Triton Server Crashing Running Centerpoint Keypoint (hourglass_512x512_kpts) on Jetson via Dockerized Triton

fifofonix · January 6, 2022, 8:49pm

I can see that memory usage for these object detection models is close to the capacity of the TX2. With the working Retinanet model I have been seeing usage of 6.5G/8.0G, and indeed with a second non-TF2 model loaded in Triton (pushing memory higher even if not invoked) I then saw similar inference crashes on the TF2 model, i.e. with no error messages.

When such crashes do occur I do see freeing of the used memory occur with usage on the unit dropping to 1.3GB. Regardless of this I have then occasionally seen issues on inferences post a server restart as if some resource I’m unaware of is being retained. Are there recommended actions to take post a Triton crash like this to free resources?

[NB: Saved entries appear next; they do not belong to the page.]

use super::{ColumnRef, Value};

#[derive(Debug, Clone, PartialEq)]
pub enum Expr {
    /// All operands must hold
    And(Vec<Expr>),

    Column(ColumnRef),

    Eq(Box<Expr>, Box<Expr>),

    /// An integer written directly into the SQL text
    Literal(i64),

    /// A value bound as a positional parameter
    Value(Value),
}

impl Expr {
    pub fn eq(lhs: impl Into<Expr>, rhs: impl Into<Expr>) -> Expr {
        Expr::Eq(Box::new(lhs.into()), Box::new(rhs.into()))
    }

    /// Conjunction of `operands`. A single operand is returned unwrapped.
    pub fn and(operands: impl IntoIterator<Item = Expr>) -> Expr {
        let operands: Vec<_> = operands.into_iter().collect();

        match <[Expr; 1]>::try_from(operands) {
            Ok([operand]) => operand,
            Err(operands) => Expr::And(operands),
        }
    }

    pub fn value(value: impl Into<Value>) -> Expr {
        Expr::Value(value.into())
    }

    pub fn is_and(&self) -> bool {
        matches!(self, Expr::And(_))
    }
}

impl From<ColumnRef> for Expr {
    fn from(value: ColumnRef) -> Self {
        Expr::Column(value)
    }
}

impl From<Value> for Expr {
    fn from(value: Value) -> Self {
        Expr::Value(value)
    }
}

My understanding is that the Jetson TX2 memory is shared by the CPU and GPU. Up until now I’ve been leaving memory settings to default to themselves - which means 256BM pinned memory, and 64MB GPU memory.

This post touches on even tighter constraints with Jetson Nano although it doesn’t provide any specific recommendations in terms of Triton server settings to go with viz-a-vis limits:

I’ve not experimented with converting the large object detection models I’m running here which are UINT8 input matrices to TensorRT because a) I’m not sure the conversion is supported with this type, b) one of the main gains seemed to be in going to UINT8 which we have already…